Use the createEmbeddingModel factory to construct the right model from a config object, or instantiate a class directly for more control.

createEmbeddingModel(config)

import { createEmbeddingModel } from '@recvector/adapters'

const model = createEmbeddingModel({
  provider: 'openai',
  model: 'text-embedding-3-small',
  dimensions: 1536,
  apiKey: process.env.OPENAI_API_KEY,
})

const vector = await model.embed('wireless noise-cancelling headphones')
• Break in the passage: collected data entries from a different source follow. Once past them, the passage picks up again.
#[cfg(test)]
mod tests {
    use super::*;

    fn leaf(field: &str, op: ComparisonOp, literal: Literal) -> Predicate {
        Predicate::Comparison(Comparison {
            left: Operand::field(field),
            op,
            right: Operand::Literal(literal),
        })
    }

    fn parse(raw: &str) -> Predicate {
        Filter::parse(raw).unwrap().predicate
    }

    fn reason(raw: &str) -> String {
        match Filter::parse(raw).unwrap_err() {
            QueryError::InvalidOption { option, reason, .. } => {
                assert_eq!(option, "$filter");
                reason
            }
            other => panic!("unexpected error: {:?}", other),
        }
    }

    #[test]
    fn test_simple_comparison() {
        assert_eq!(
            parse("name eq 'Kitchen'"),
            leaf("name", ComparisonOp::Eq, Literal::Text("Kitchen".into()))
        );
    }

    #[test]
    fn test_literal_typing() {
        let p = parse("result gt 20");
        assert_eq!(p, leaf("result", ComparisonOp::Gt, Literal::Integer(20)));

        let p = parse("result le -1.5");
        assert_eq!(p, leaf("result", ComparisonOp::Le, Literal::Float(-1.5)));

        let p = parse("time ge 2015-01-01T00:00:00Z");
        assert_eq!(
            p,
            leaf("time", ComparisonOp::Ge, Literal::Text("2015-01-01T00:00:00Z".into()))
        );
    }

    #[test]
    fn test_bare_words_on_the_right_are_text() {
        let p = parse("name eq inf");
        assert_eq!(p, leaf("name", ComparisonOp::Eq, Literal::Text("inf".into())));

        // function arguments always name fields
        let p = parse("tolower(name) eq toupper(description)");
        assert_eq!(
            p,
            Predicate::Comparison(Comparison {
                left: Operand::Call {
                    function: Function::ToLower,
                    args: vec![Operand::field("name")],
                },
                op: ComparisonOp::Eq,
                right: Operand::Call {
                    function: Function::ToUpper,
                    args: vec![Operand::field("description")],
                },
            })
        );
    }

    #[test]
    fn test_escaped_quote() {
        let p = parse("name eq 'O''Brien'");
        assert_eq!(p, leaf("name", ComparisonOp::Eq, Literal::Text("O'Brien".into())));
    }

    #[test]
    fn test_string_functions_lower_to_like() {
        let p = parse("startswith(name, 'Kit')");
        assert_eq!(p, leaf("name", ComparisonOp::Like, Literal::Text("Kit*".into())));

        let p = parse("endswith(name,'hen')");
        assert_eq!(p, leaf("name", ComparisonOp::Like, Literal::Text("*hen".into())));

        let p = parse("contains(description, 'tch')");
        assert_eq!(
            p,
            leaf("description", ComparisonOp::Like, Literal::Text("*tch*".into()))
        );

        // needle first
        let p = parse("substringof('tch', description)");
        assert_eq!(
            p,
            leaf("description", ComparisonOp::Like, Literal::Text("*tch*".into()))
        );
    }

    #[test]
    fn test_boolean_function_tests() {
        let p = parse("startswith(name,'K') eq true");
        assert_eq!(p, leaf("name", ComparisonOp::Like, Literal::Text("K*".into())));

        let p = parse("substringof('x', name) eq false");
        assert_eq!(
            p,
            Predicate::Not(Box::new(leaf(
                "name",
                ComparisonOp::Like,
                Literal::Text("*x*".into())
            )))
        );

        assert!(reason("startswith(name,'K') eq 1").contains("true or false"));
    }

    #[test]
    fn test_not() {
        let p = parse("not name eq 'a' and id eq 1");
        let flat = p.flatten();
        assert_eq!(flat.terms.len(), 2);
        assert_eq!(
            flat.terms[0],
            &Predicate::Not(Box::new(leaf("name", ComparisonOp::Eq, Literal::Text("a".into()))))
        );

        let p = parse("not (a eq 1 or b eq 2)");
        match p {
            Predicate::Not(inner) => assert!(matches!(*inner, Predicate::Group(_))),
            other => panic!("unexpected: {:?}", other),
        }
    }

    #[test]
    fn test_value_functions_as_operands() {
        let p = parse("tolower(name) eq 'kitchen'");
        assert_eq!(
            p,
            Predicate::Comparison(Comparison {
                left: Operand::Call {
                    function: Function::ToLower,
                    args: vec![Operand::field("name")],
                },
                op: ComparisonOp::Eq,
                right: Operand::Literal(Literal::Text("kitchen".into())),
            })
        );

        let p = parse("length(trim(name)) gt 3");
        match p {
            Predicate::Comparison(Comparison {
                left: Operand::Call { function, args },
                ..
            }) => {
                assert_eq!(function, Function::Length);
                assert!(matches!(args[0], Operand::Call { function: Function::Trim, .. }));
            }
            other => panic!("unexpected: {:?}", other),
        }

        let p = parse("year(now()) ge 2020");
        assert!(matches!(p, Predicate::Comparison(_)));
    }

    #[test]
    fn test_arithmetic_precedence() {
        // result add (2 mul 3)
        let p = parse("result add 2 mul 3 gt 10");
        let expected = Operand::Arithmetic {
            op: ArithmeticOp::Add,
            left: Box::new(Operand::field("result")),
            right: Box::new(Operand::Arithmetic {
                op: ArithmeticOp::Mul,
                left: Box::new(Operand::Literal(Literal::Integer(2))),
                right: Box::new(Operand::Literal(Literal::Integer(3))),
            }),
        };
        match p {
            Predicate::Comparison(c) => {
                assert_eq!(c.left, expected);
                assert_eq!(c.op, ComparisonOp::Gt);
            }
            other => panic!("unexpected: {:?}", other),
        }

        // (id sub 1) sub 1
        let p = parse("id sub 1 sub 1 eq 0");
        match p {
            Predicate::Comparison(Comparison {
                left: Operand::Arithmetic { op, left, .. },
                ..
            }) => {
                assert_eq!(op, ArithmeticOp::Sub);
                assert!(matches!(*left, Operand::Arithmetic { op: ArithmeticOp::Sub, .. }));
            }
            other => panic!("unexpected: {:?}", other),
        }
    }

    #[test]
    fn test_spatial_predicates() {
        let p = parse("geo.intersects(location, geography'POINT(5 52)')");
        assert_eq!(
            p,
            Predicate::Spatial {
                function: SpatialPredicate::Intersects,
                args: vec![
                    Operand::field("location"),
                    Operand::Geography("POINT(5 52)".into())
                ],
            }
        );

        let p = parse("st_within(feature, geography'POLYGON((0 0,0 9,9 9,0 0))') eq false");
        match p {
            Predicate::Not(inner) => assert!(matches!(
                *inner,
                Predicate::Spatial {
                    function: SpatialPredicate::Within,
                    ..
                }
            )),
            other => panic!("unexpected: {:?}", other),
        }

        let p = parse("geo.distance(location, geography'POINT(5 52)') lt 0.5");
        assert!(matches!(
            p,
            Predicate::Comparison(Comparison {
                left: Operand::Call {
                    function: Function::GeoDistance,
                    ..
                },
                ..
            })
        ));
    }

    #[test]
    fn test_function_arity_and_names() {
        assert!(reason("length(name, 1) eq 2").contains("takes 1 arguments"));
        assert!(reason("substring(name) eq 'a'").contains("2 to 3"));
        assert!(reason("st_relate(location, feature)").contains("takes 3 arguments"));
        assert!(reason("soundex(name) eq 'x'").contains("unsupported function"));
        assert!(reason("contains(name, description)").contains("literal pattern"));
        assert!(reason("geo.intersects(location, geography 5)").contains("geography"));
    }

    #[test]
    fn test_left_to_right_chain() {
        let p = parse("a eq 1 and b eq 2 or c eq 3");
        let expected = Predicate::Logical {
            op: LogicalOp::Or,
            left: Box::new(Predicate::Logical {
                op: LogicalOp::And,
                left: Box::new(leaf("a", ComparisonOp::Eq, Literal::Integer(1))),
                right: Box::new(leaf("b", ComparisonOp::Eq, Literal::Integer(2))),
            }),
            right: Box::new(leaf("c", ComparisonOp::Eq, Literal::Integer(3))),
        };
        assert_eq!(p, expected);
    }

    #[test]
    fn test_or_then_and_has_no_precedence() {
        // evaluated as (a or b) and c
        match parse("a eq 1 or b eq 2 and c eq 3") {
            Predicate::Logical {
                op: LogicalOp::And,
                left,
                ..
            } => assert!(matches!(*left, Predicate::Logical { op: LogicalOp::Or, .. })),
            other => panic!("unexpected tree: {:?}", other),
        }
    }

    #[test]
    fn test_flatten_chain() {
        let p = parse("a eq 1 and b eq 2 or c eq 3");
        let flat = p.flatten();
        assert_eq!(flat.terms.len(), 3);
        assert_eq!(flat.operators, vec![LogicalOp::And, LogicalOp::Or]);
        assert_eq!(
            flat.terms[2],
            &leaf("c", ComparisonOp::Eq, Literal::Integer(3))
        );
    }

    #[test]
    fn test_flatten_stops_at_groups() {
        let p = parse("a eq 1 or (b eq 2 and (c eq 3 or d eq 4))");
        let flat = p.flatten();
        assert_eq!(flat.terms.len(), 2);
        assert_eq!(flat.operators, vec![LogicalOp::Or]);
        match flat.terms[1] {
            Predicate::Group(inner) => {
                let inner = inner.flatten();
                assert_eq!(inner.terms.len(), 2);
                assert_eq!(inner.operators, vec![LogicalOp::And]);
                assert!(matches!(inner.terms[1], Predicate::Group(_)));
            }
            other => panic!("expected group, got {:?}", other),
        }
    }

    #[test]
    fn test_json_path_field() {
        match parse("properties/owner/name eq 'alice'") {
            Predicate::Comparison(Comparison {
                left: Operand::Field { name, path },
                ..
            }) => {
                assert_eq!(name, "properties");
                assert_eq!(path, vec!["owner".to_string(), "name".to_string()]);
            }
            other => panic!("unexpected: {:?}", other),
        }
        assert!(Filter::parse("properties/o'x eq 1").is_err());
        assert!(Filter::parse("properties//x eq 1").is_err());
    }

    #[test]
    fn test_malformed_filters() {
        for raw in [
            "",
            "name",
            "name eq",
            "name is 'x'",
            "(name eq 'x'",
            "name eq 'x')",
            "name eq 'x' and",
            "name eq 'unterminated",
            "startswith(name 'x')",
            "not",
            "tolower(name",
            "name add eq 1",
        ] {
            let err = Filter::parse(raw).unwrap_err();
            assert!(
                matches!(err, QueryError::InvalidOption { ref option, .. } if option == "$filter"),
                "{:?} -> {:?}",
                raw,
                err
            );
        }
    }

    #[test]
    fn test_keywords_case_insensitive() {
        let p = parse("a EQ 1 AND NOT b Eq 2 and ToLower(name) eq 'x'");
        assert!(matches!(p, Predicate::Logical { op: LogicalOp::And, .. }));
    }

    #[test]
    fn test_nesting_within_limit_parses() {
        let depth = MAX_NESTING - 1;
        let raw = format!("{}name eq 'a'{}", "(".repeat(depth), ")".repeat(depth));
        assert!(Filter::parse(&raw).is_ok());
    }

    // Runs on a small stack like a runtime worker thread; exceeding it would abort.
    fn parse_on_small_stack(raw: String) -> Result<Filter> {
        std::thread::Builder::new()
            .stack_size(2 << 20)
            .spawn(move || Filter::parse(&raw))
            .unwrap()
            .join()
            .unwrap()
    }

    #[test]
    fn test_deep_nesting_is_rejected() {
        let groups = format!("{}name eq 'a'{}", "(".repeat(20_000), ")".repeat(20_000));
        let negations = format!("{}name eq 'a'", "not ".repeat(20_000));
        let calls = format!("{}name{} eq 'a'", "tolower(".repeat(20_000), ")".repeat(20_000));

        for raw in [groups, negations, calls] {
            match parse_on_small_stack(raw).unwrap_err() {
                QueryError::InvalidOption { option, reason, .. } => {
                    assert_eq!(option, "$filter");
                    assert!(reason.contains("nesting"), "{}", reason);
                }
                other => panic!("unexpected error: {:?}", other),
            }
        }
    }

    #[test]
    fn test_long_chains_are_rejected() {
        let chain = vec!["id eq 1"; 20_000].join(" or ");
        match parse_on_small_stack(chain).unwrap_err() {
            QueryError::InvalidOption { reason, .. } => assert!(reason.contains("operands")),
            other => panic!("unexpected error: {:?}", other),
        }

        let sums = format!("id{} eq 1", " add 1".repeat(20_000));
        assert!(parse_on_small_stack(sums).is_err());

        let moderate = vec!["id eq 1"; 200].join(" or ");
        assert!(Filter::parse(&moderate).is_ok());
    }
}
Supported providers: 'openai', 'gemini', 'huggingface'. For 'custom', pass an EmbeddingModel instance directly to createRecEngine({ embeddingModel }) instead.


OpenAIEmbeddingModel

Uses the OpenAI Embeddings API.

import { OpenAIEmbeddingModel } from '@recvector/adapters'

const model = new OpenAIEmbeddingModel({
  provider: 'openai',
  model: 'text-embedding-3-small',
  dimensions: 1536,
  apiKey: process.env.OPENAI_API_KEY,
})

Recommended models:

| Model | Dimensions | Notes | |-------|-----------|-------| | text-embedding-3-small | 1536 | Best cost/quality ratio for most use cases | | text-embedding-3-large | 3072 | Higher accuracy, higher cost | | text-embedding-ada-002 | 1536 | Legacy model |

Config fields:

| Field | Default | Description | |-------|---------|-------------| | apiKey | OPENAI_API_KEY env | API key (falls back to env var if omitted) | | model | required | Model ID | | dimensions | required | Must match the model's output dimensions |


GeminiEmbeddingModel

Uses the Google Gemini Embeddings API via @google/genai.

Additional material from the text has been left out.